* Task requirements *
Search the records for "Option" and copy each line that holds it.

* Records to use *
================
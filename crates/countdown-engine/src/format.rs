//! Text rendering of decomposed values.

use crate::decompose::Decomposition;
use crate::units::{Unit, UnitSelection};

/// Pad a value for display: milliseconds to three digits, hours through
/// seconds to two, calendar-day-sized units not at all.
pub fn pad_value(unit: Unit, value: u64) -> String {
    match unit {
        Unit::Milliseconds => format!("{value:03}"),
        Unit::Years | Unit::Months | Unit::Weeks | Unit::Days => value.to_string(),
        Unit::Hours | Unit::Minutes | Unit::Seconds => format!("{value:02}"),
    }
}

/// Compact caption such as `1d 2h 3m 4s` (milliseconds are left out).
pub fn format_compact(values: &Decomposition) -> String {
    values
        .iter()
        .filter(|(unit, _)| *unit != Unit::Milliseconds)
        .map(|(unit, value)| format!("{value}{}", unit.short_code()))
        .collect::<Vec<_>>()
        .join(" ")
}

/// Caption shown on the frame where a countdown reaches zero (`0s`).
pub fn format_zero(units: &UnitSelection) -> String {
    format!("0{}", units.finest().short_code())
}

/// Padded `value label` pairs joined by spaces, with `:` between adjacent
/// hour/minute/second values (`3 Days 04:05:06`).
pub fn format_clock(values: &Decomposition) -> String {
    let mut out = String::new();
    let mut previous: Option<Unit> = None;
    for (unit, value) in values.iter() {
        match previous {
            Some(prev) if is_clock_unit(prev) && is_clock_unit(unit) => out.push(':'),
            Some(_) => out.push(' '),
            None => {}
        }
        out.push_str(&pad_value(unit, value));
        if !is_clock_unit(unit) {
            out.push(' ');
            out.push_str(unit.label());
        }
        previous = Some(unit);
    }
    out
}

fn is_clock_unit(unit: Unit) -> bool {
    matches!(unit, Unit::Hours | Unit::Minutes | Unit::Seconds)
}

#[cfg(test)]
mod tests {
    use super::*;
    use crate::decompose::{decompose_at, Direction};
    use crate::units::resolve_units;
    use chrono::{TimeDelta, TimeZone, Utc};

    fn sample(units: &str, span: TimeDelta) -> Decomposition {
        let now = Utc.with_ymd_and_hms(2026, 10, 14, 12, 0, 0).unwrap();
        decompose_at(now, now + span, &resolve_units(units), Direction::Down)
    }

    fn span() -> TimeDelta {
        TimeDelta::days(3) + TimeDelta::hours(4) + TimeDelta::minutes(5) + TimeDelta::seconds(6)
    }

    #[test]
    fn test_pad_value() {
        assert_eq!(pad_value(Unit::Milliseconds, 7), "007");
        assert_eq!(pad_value(Unit::Seconds, 7), "07");
        assert_eq!(pad_value(Unit::Days, 7), "7");
        assert_eq!(pad_value(Unit::Years, 120), "120");
    }

    #[test]
    fn test_format_compact() {
        assert_eq!(format_compact(&sample("d,h,m,s", span())), "3d 4h 5m 6s");
    }

    #[test]
    fn test_format_compact_skips_milliseconds() {
        let values = sample("s,ms", TimeDelta::milliseconds(1_250));
        assert_eq!(format_compact(&values), "1s");
    }

    #[test]
    fn test_format_zero() {
        assert_eq!(format_zero(&resolve_units("d,h,m,s")), "0s");
        assert_eq!(format_zero(&resolve_units("s,ms")), "0ms");
    }

    #[test]
    fn test_format_clock() {
        assert_eq!(format_clock(&sample("d,h,m,s", span())), "3 Days 04:05:06");
        assert_eq!(
            format_clock(&sample("s,ms", TimeDelta::milliseconds(1_250))),
            "01 250 MS"
        );
    }
}
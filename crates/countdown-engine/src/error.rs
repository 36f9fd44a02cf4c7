//! Error types for countdown-engine operations.

use thiserror::Error;

#[derive(Error, Debug, Clone, PartialEq, Eq)]
pub enum CountdownError {
    #[error("Invalid datetime: {0}")]
    InvalidDatetime(String),

    #[error("Invalid timezone: {0}")]
    InvalidTimezone(String),

    #[error("Missing field: {0}")]
    MissingField(&'static str),
}

pub type Result<T> = std::result::Result<T, CountdownError>;
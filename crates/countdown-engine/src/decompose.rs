//! Calendar-accurate decomposition of a time span into display units.
//!
//! Given "now", a target instant and a [`UnitSelection`], [`decompose_at`]
//! splits the span between them into per-unit integer counts:
//!
//! 1. **Calendar walk.** If years are selected, step the cursor one calendar
//!    year at a time while the step does not overshoot the end. Months follow
//!    from wherever the year walk landed. Each step uses
//!    [`calendar::add_years`] / [`calendar::add_months`], so leap years and
//!    short months are exact rather than 365/30-day approximations.
//! 2. **Fixed units.** The remaining milliseconds are divided out coarse to
//!    fine across the selected fixed-length units.
//! 3. **Ceiling.** If time is left below the finest selected fixed unit, that
//!    unit is incremented, so a countdown only shows all zeros once the
//!    target is actually reached.
//!
//! Unselected units are skipped, not borrowed from: with only `days`
//! selected, a 400-day span reads as 400 days.
//!
//! The engine holds no state. Each call recomputes from scratch.

use std::collections::BTreeMap;

use chrono::{DateTime, TimeDelta, Utc};
use serde::Serialize;

use crate::calendar;
use crate::units::{Unit, UnitSelection};

// ── Direction ───────────────────────────────────────────────────────────────

/// Whether a timer counts down toward a future target or up from a past one.
#[derive(Debug, Clone, Copy, PartialEq, Eq, Hash, Default, Serialize)]
#[serde(rename_all = "lowercase")]
pub enum Direction {
    /// Remaining time until the target.
    #[default]
    Down,
    /// Elapsed time since the target.
    Up,
}

impl Direction {
    /// Parse a `mode` value: exactly `"up"` means [`Direction::Up`], anything
    /// else (including an empty string) means [`Direction::Down`].
    pub fn parse(mode: &str) -> Self {
        if mode == "up" {
            Direction::Up
        } else {
            Direction::Down
        }
    }
}

// ── Decomposition ───────────────────────────────────────────────────────────

/// Per-unit counts for every unit of a selection.
///
/// Serializes as a JSON object keyed by unit name, coarse to fine.
#[derive(Debug, Clone, PartialEq, Eq, Hash, Serialize)]
#[serde(transparent)]
pub struct Decomposition {
    values: BTreeMap<Unit, u64>,
}

impl Decomposition {
    /// A result with every selected unit at zero.
    pub fn zeroed(units: &UnitSelection) -> Self {
        Self {
            values: units.iter().map(|u| (u, 0)).collect(),
        }
    }

    /// The count for `unit`, or `None` when the unit was not selected.
    pub fn get(&self, unit: Unit) -> Option<u64> {
        self.values.get(&unit).copied()
    }

    /// `(unit, count)` pairs, coarse to fine.
    pub fn iter(&self) -> impl Iterator<Item = (Unit, u64)> + '_ {
        self.values.iter().map(|(u, v)| (*u, *v))
    }

    pub fn units(&self) -> impl Iterator<Item = Unit> + '_ {
        self.values.keys().copied()
    }

    pub fn len(&self) -> usize {
        self.values.len()
    }

    pub fn is_empty(&self) -> bool {
        self.values.is_empty()
    }

    /// Whether every count is zero.
    pub fn is_zero(&self) -> bool {
        self.values.values().all(|v| *v == 0)
    }
}

// ── decompose ───────────────────────────────────────────────────────────────

/// Decompose the span between the system clock and `target`.
///
/// Reads [`Utc::now`] once and delegates to [`decompose_at`].
pub fn decompose(
    target: DateTime<Utc>,
    units: &UnitSelection,
    direction: Direction,
) -> Decomposition {
    decompose_at(Utc::now(), target, units, direction)
}

/// Decompose the span between `now` and `target` into the selected units.
///
/// - [`Direction::Down`]: counts from `now` to `target`; all zeros once
///   `target <= now`.
/// - [`Direction::Up`]: counts from `target` to `now`; all zeros while
///   `target > now` (the count-up has not started).
///
/// # Examples
///
/// ```
/// use chrono::{TimeZone, Utc};
/// use countdown_engine::decompose::{decompose_at, Direction};
/// use countdown_engine::units::{resolve_units, Unit};
///
/// let now = Utc.with_ymd_and_hms(2026, 1, 1, 0, 0, 0).unwrap();
/// let target = Utc.with_ymd_and_hms(2027, 3, 4, 5, 6, 7).unwrap();
/// let result = decompose_at(now, target, &resolve_units("y,mo,d,h,m,s"), Direction::Down);
///
/// assert_eq!(result.get(Unit::Years), Some(1));
/// assert_eq!(result.get(Unit::Months), Some(2));
/// assert_eq!(result.get(Unit::Days), Some(3));
/// assert_eq!(result.get(Unit::Seconds), Some(7));
/// ```
pub fn decompose_at(
    now: DateTime<Utc>,
    target: DateTime<Utc>,
    units: &UnitSelection,
    direction: Direction,
) -> Decomposition {
    let (start, end) = match direction {
        Direction::Down if target <= now => return Decomposition::zeroed(units),
        Direction::Down => (now, target),
        Direction::Up if target > now => return Decomposition::zeroed(units),
        Direction::Up => (target, now),
    };

    let mut values = BTreeMap::new();
    let mut cursor = start;

    if units.contains(Unit::Years) {
        let (years, landed) = calendar_walk(cursor, end, calendar::add_years);
        values.insert(Unit::Years, years);
        cursor = landed;
    }
    if units.contains(Unit::Months) {
        let (months, landed) = calendar_walk(cursor, end, calendar::add_months);
        values.insert(Unit::Months, months);
        cursor = landed;
    }

    let span = end - cursor;
    let mut remaining_ms = span.num_milliseconds();
    let sub_ms_left = span > TimeDelta::milliseconds(remaining_ms);

    let mut finest_fixed = None;
    for unit in units.iter() {
        let Some(unit_ms) = unit.fixed_ms() else {
            continue;
        };
        values.insert(unit, (remaining_ms / unit_ms) as u64);
        remaining_ms %= unit_ms;
        finest_fixed = Some(unit);
    }

    if remaining_ms > 0 || sub_ms_left {
        if let Some(count) = finest_fixed.and_then(|unit| values.get_mut(&unit)) {
            *count += 1;
        }
    }

    Decomposition { values }
}

/// Greedily count whole calendar steps from `cursor` that fit before `end`.
///
/// Returns the count and the instant the cursor landed on.
fn calendar_walk(
    mut cursor: DateTime<Utc>,
    end: DateTime<Utc>,
    step: fn(DateTime<Utc>, i32) -> Option<DateTime<Utc>>,
) -> (u64, DateTime<Utc>) {
    let mut count = 0;
    while let Some(next) = step(cursor, 1) {
        if next > end {
            break;
        }
        count += 1;
        cursor = next;
    }
    (count, cursor)
}

// ── Tests ───────────────────────────────────────────────────────────────────
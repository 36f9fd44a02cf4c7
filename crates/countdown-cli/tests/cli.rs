use assert_cmd::Command;
use predicates::prelude::*;

fn countdown() -> Command {
    Command::cargo_bin("countdown").unwrap()
}

const NOW: &str = "2026-10-14T12:00:00Z";

#[test]
fn test_units_resolves_and_orders() {
    countdown()
        .args(["units", "s, hours,bogus,d"])
        .assert()
        .success()
        .stdout("days,hours,seconds\n");
}

#[test]
fn test_units_falls_back_to_default() {
    countdown()
        .args(["units", "nothing,valid", "--json"])
        .assert()
        .success()
        .stdout("[\"days\",\"hours\",\"minutes\",\"seconds\"]\n");
}

#[test]
fn test_decompose_clock_output() {
    countdown()
        .args(["decompose", "2026-10-17T16:05:06Z", "--now", NOW])
        .assert()
        .success()
        .stdout("3 Days 04:05:06\n");
}

#[test]
fn test_decompose_json_calendar_units() {
    let output = countdown()
        .args([
            "decompose",
            "2027-12-15T12:00:00Z",
            "--units",
            "y,mo,d",
            "--now",
            NOW,
            "--json",
        ])
        .output()
        .unwrap();
    assert!(output.status.success());
    let json: serde_json::Value = serde_json::from_slice(&output.stdout).unwrap();
    assert_eq!(json["years"], 1);
    assert_eq!(json["months"], 2);
    assert_eq!(json["days"], 1);
}

#[test]
fn test_decompose_compact_count_up() {
    countdown()
        .args([
            "decompose",
            "2026-10-13T11:00:00Z",
            "--mode",
            "up",
            "--units",
            "d,h",
            "--now",
            NOW,
            "--compact",
        ])
        .assert()
        .success()
        .stdout("1d 1h\n");
}

#[test]
fn test_decompose_invalid_date_fails() {
    countdown()
        .args(["decompose", "soon"])
        .assert()
        .failure()
        .stderr(predicate::str::contains("invalid date"));
}

#[test]
fn test_next_weekly() {
    countdown()
        .args(["next", "2026-10-12T09:00:00Z", "weekly", "--now", NOW])
        .assert()
        .success()
        .stdout("2026-10-19T09:00:00Z\n");
}

#[test]
fn test_next_monthly_clamps() {
    countdown()
        .args(["next", "2026-01-31T00:00:00Z", "monthly", "--now", "2026-02-10T00:00:00Z"])
        .assert()
        .success()
        .stdout("2026-02-28T00:00:00Z\n");
}

#[test]
fn test_next_rejects_unknown_period() {
    countdown()
        .args(["next", "2026-10-12", "fortnightly"])
        .assert()
        .failure()
        .stderr(predicate::str::contains("unknown recurrence"));
}

#[test]
fn test_progress_halfway() {
    countdown()
        .args(["progress", "2026-10-14T11:00:00Z", "2026-10-14T13:00:00Z", "--now", NOW])
        .assert()
        .success()
        .stdout("50.0%\n");
}

#[test]
fn test_to_utc_new_york() {
    countdown()
        .args(["to-utc", "2026-01-27T12:00", "America/New_York"])
        .assert()
        .success()
        .stdout("2026-01-27T17:00:00Z\n");
}

#[test]
fn test_to_utc_fold_later() {
    countdown()
        .args([
            "to-utc",
            "2026-11-01T01:30",
            "America/New_York",
            "--disambiguation",
            "later",
        ])
        .assert()
        .success()
        .stdout("2026-11-01T06:30:00Z\n");
}

#[test]
fn test_to_utc_unknown_zone_fails() {
    countdown()
        .args(["to-utc", "2026-01-27T12:00", "Mars/Olympus_Mons"])
        .assert()
        .failure()
        .stderr(predicate::str::contains("Invalid timezone"));
}

#[test]
fn test_zones_lists_offsets() {
    countdown()
        .args(["zones", "--at", "2026-01-15T00:00:00Z"])
        .assert()
        .success()
        .stdout(predicate::str::contains("America/New_York"))
        .stdout(predicate::str::contains("GMT-05:00"))
        .stdout(predicate::str::contains("GMT+05:30"));
}

#[test]
fn test_span_human_readable() {
    countdown()
        .args(["span", "2026-03-16T00:00:00Z", "2026-03-18T03:15:00Z"])
        .assert()
        .success()
        .stdout(predicate::str::starts_with("2 days, 3 hours, 15 minutes\n"));
}

#[test]
fn test_span_json() {
    let output = countdown()
        .args(["span", "2026-01-01", "2027-01-01", "--json"])
        .output()
        .unwrap();
    assert!(output.status.success());
    let json: serde_json::Value = serde_json::from_slice(&output.stdout).unwrap();
    assert_eq!(json["days"], 365);
    assert_eq!(json["weeks"], 52);
}

#[test]
fn test_watch_past_date_reaches_and_ends() {
    countdown()
        .args(["watch", "date=2020-01-01", "end=Done", "title=Launch"])
        .assert()
        .success()
        .stdout("Launch: 0s\nLaunch: Done\n");
}

#[test]
fn test_watch_stops_after_ticks() {
    countdown()
        .args(["watch", "date=2099-01-01", "units=y", "--ticks", "1"])
        .assert()
        .success()
        .stdout(predicate::str::contains("Years"));
}

#[test]
fn test_watch_multiple_countdowns() {
    countdown()
        .args(["watch", "date1=2020-01-01", "end1=First", "date2=2021-01-01", "end2=Second"])
        .assert()
        .success()
        .stdout(predicate::str::contains("[1] First"))
        .stdout(predicate::str::contains("[2] Second"));
}

#[test]
fn test_watch_requires_key_value_pairs() {
    countdown()
        .args(["watch", "2026-12-31"])
        .assert()
        .failure()
        .stderr(predicate::str::contains("expected key=value"));
}

#[test]
fn test_watch_requires_a_date() {
    countdown()
        .args(["watch", "units=d"])
        .assert()
        .failure()
        .stderr(predicate::str::contains("no countdown configured"));
}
================
* Written reply *
    let mut previous: Option<Unit> = None;
    pub fn get(&self, unit: Unit) -> Option<u64> {
    step: fn(DateTime<Utc>, i32) -> Option<DateTime<Utc>>,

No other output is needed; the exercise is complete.